I figured that it would be just about time to announce the news on facebook. I was very reluctant at first, since I announced the first pregnancy at some point in the second trimester and then had to write about the loss, and it was not nice, although I did get a lot of supportive comments. After Adrian, I stopped using facebook pretty much completely, as despite the work on myself it was still very hard to deal with other people's baby pictures and pregnancy announcements. This is why I was reluctant to post anything.
Similarly, since I could not cope with going to baby showers, I feel a bit reluctant to let my mom throw me a shower in about two weeks. I don't know why. I mean it is not the same for the people who were invited to my shower as it was for me when I could not attend.
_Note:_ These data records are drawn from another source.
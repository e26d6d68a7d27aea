//! ABC classification by cumulative share of a synthesized sales score.
//!
//! Products are ranked by score, highest first, and tiered by the running
//! share of the total score they account for:
//!
//! ```text
//! cumulative share <= 80%   A
//! cumulative share <= 95%   B
//! otherwise                 C
//! ```
//!
//! Thresholds apply to score share, not product count, so one dominant
//! product can make up the whole A tier. When no product has any sales the
//! share stays at 0% and everything is A.

use invdash_core::Product;
use serde::{Deserialize, Serialize};

/// Rolling-window weights: longer windows count for more.
pub const WINDOW_WEIGHTS: [(Window, f64); 3] = [
    (Window::Days30, 30.0),
    (Window::Days15, 15.0),
    (Window::Days7, 7.0),
];

pub const A_THRESHOLD_PCT: f64 = 80.0;
pub const B_THRESHOLD_PCT: f64 = 95.0;

#[derive(Debug, Clone, Copy, PartialEq, Eq)]
pub enum Window {
    Days7,
    Days15,
    Days30,
}

impl Window {
    fn average(self, product: &Product) -> Option<f64> {
        match self {
            Self::Days7 => product.avg_sells_quantity_past_7_days,
            Self::Days15 => product.avg_sells_quantity_past_15_days,
            Self::Days30 => product.avg_sells_quantity_past_30_days,
        }
    }
}

#[derive(Debug, Clone, Copy, PartialEq, Eq, Hash, PartialOrd, Ord, Serialize, Deserialize)]
pub enum AbcClass {
    A,
    B,
    C,
}

impl AbcClass {
    /// Tier for a cumulative share expressed in percent.
    #[must_use]
    pub fn from_cumulative_pct(pct: f64) -> Self {
        if pct <= A_THRESHOLD_PCT {
            Self::A
        } else if pct <= B_THRESHOLD_PCT {
            Self::B
        } else {
            Self::C
        }
    }

    #[must_use]
    pub fn as_str(self) -> &'static str {
        match self {
            Self::A => "A",
            Self::B => "B",
            Self::C => "C",
        }
    }
}

impl std::fmt::Display for AbcClass {
    fn fmt(&self, f: &mut std::fmt::Formatter<'_>) -> std::fmt::Result {
        f.write_str(self.as_str())
    }
}

#[derive(Debug, Clone, PartialEq, Serialize, Deserialize)]
#[serde(rename_all = "camelCase")]
pub struct AbcClassifiedProduct {
    #[serde(flatten)]
    pub product: Product,
    pub classification: AbcClass,
    pub sales_score: f64,
    /// Cumulative share of the total score up to and including this product,
    /// in percent.
    pub accumulated_percentage: f64,
}

/// Weighted demand score: each rolling average times its window length, plus
/// lifetime units sold. Missing aggregates contribute nothing.
#[must_use]
pub fn sales_score(product: &Product) -> f64 {
    let windows: f64 = WINDOW_WEIGHTS
        .iter()
        .map(|(window, weight)| window.average(product).unwrap_or(0.0) * weight)
        .sum();
    windows + product.sold_quantity.unwrap_or(0.0)
}

/// Ranks products by [`sales_score`] (stable, descending) and assigns tiers.
#[must_use]
pub fn classify(products: &[Product]) -> Vec<AbcClassifiedProduct> {
    let mut scored: Vec<(f64, &Product)> = products.iter().map(|p| (sales_score(p), p)).collect();
    scored.sort_by(|a, b| b.0.total_cmp(&a.0));

    let total: f64 = scored.iter().map(|(score, _)| score).sum();
    let mut cumulative = 0.0;

    let classified: Vec<AbcClassifiedProduct> = scored
        .into_iter()
        .map(|(score, product)| {
            cumulative += score;
            let accumulated_percentage = if total > 0.0 {
                cumulative * 100.0 / total
            } else {
                0.0
            };
            AbcClassifiedProduct {
                product: product.clone(),
                classification: AbcClass::from_cumulative_pct(accumulated_percentage),
                sales_score: score,
                accumulated_percentage,
            }
        })
        .collect();

    tracing::debug!(products = classified.len(), total_score = total, "abc classification done");
    classified
}

/// Count and score share of one tier.
#[derive(Debug, Clone, Copy, PartialEq, Default, Serialize, Deserialize)]
#[serde(rename_all = "camelCase")]
pub struct TierSummary {
    pub products: usize,
    pub score: f64,
    /// Share of the total score, in percent.
    pub score_share: f64,
}

#[derive(Debug, Clone, Copy, PartialEq, Default, Serialize, Deserialize)]
#[serde(rename_all = "camelCase")]
pub struct AbcSummary {
    pub a: TierSummary,
    pub b: TierSummary,
    pub c: TierSummary,
    pub total_score: f64,
}

impl AbcSummary {
    #[must_use]
    pub fn tier(&self, class: AbcClass) -> &TierSummary {
        match class {
            AbcClass::A => &self.a,
            AbcClass::B => &self.b,
            AbcClass::C => &self.c,
        }
    }
}

/// Per-tier totals over an already classified list.
#[must_use]
pub fn summarize(classified: &[AbcClassifiedProduct]) -> AbcSummary {
    let mut summary = AbcSummary::default();
    for item in classified {
        let tier = match item.classification {
            AbcClass::A => &mut summary.a,
            AbcClass::B => &mut summary.b,
            AbcClass::C => &mut summary.c,
        };
        tier.products += 1;
        tier.score += item.sales_score;
        summary.total_score += item.sales_score;
    }
    if summary.total_score > 0.0 {
        let total = summary.total_score;
        for tier in [&mut summary.a, &mut summary.b, &mut summary.c] {
            tier.score_share = tier.score * 100.0 / total;
        }
    }
    summary
}

#[cfg(test)]
#[path = "abc_test.rs"]
mod tests;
Certainly when one deals with loss, the isolation is a big problem, as people simply don't understand and make one feel left out of society. The sense of marginalization worsens the loss to no end. That is why this online community has been so helpful for me, and I suspect for the others that are part of it as well. Before the internet, we would have been the only ones in our communities suffering such rare and repeated losses, and perhaps feel singled out. Now we know that we are not alone. I don't know why bad things keep on happening to people who already had bad things happen before, but this can drive one crazy were it not for the knowledge that it happens to others too (I mean this about repeated misfortune).
Sorry if this does not make any sense, but my Romanian grandmother came to visit for 6 months and she is talking non stop, hence I am trying to write this in English while she is chatting incessantly in Romanian, my poor brain trying hard to deal with both languages at the same time. I think she thinks that I am writing an add for a dating service, because she asked me to post her picture on here as well perhaps she might find a suitable elderly gentleman to date :)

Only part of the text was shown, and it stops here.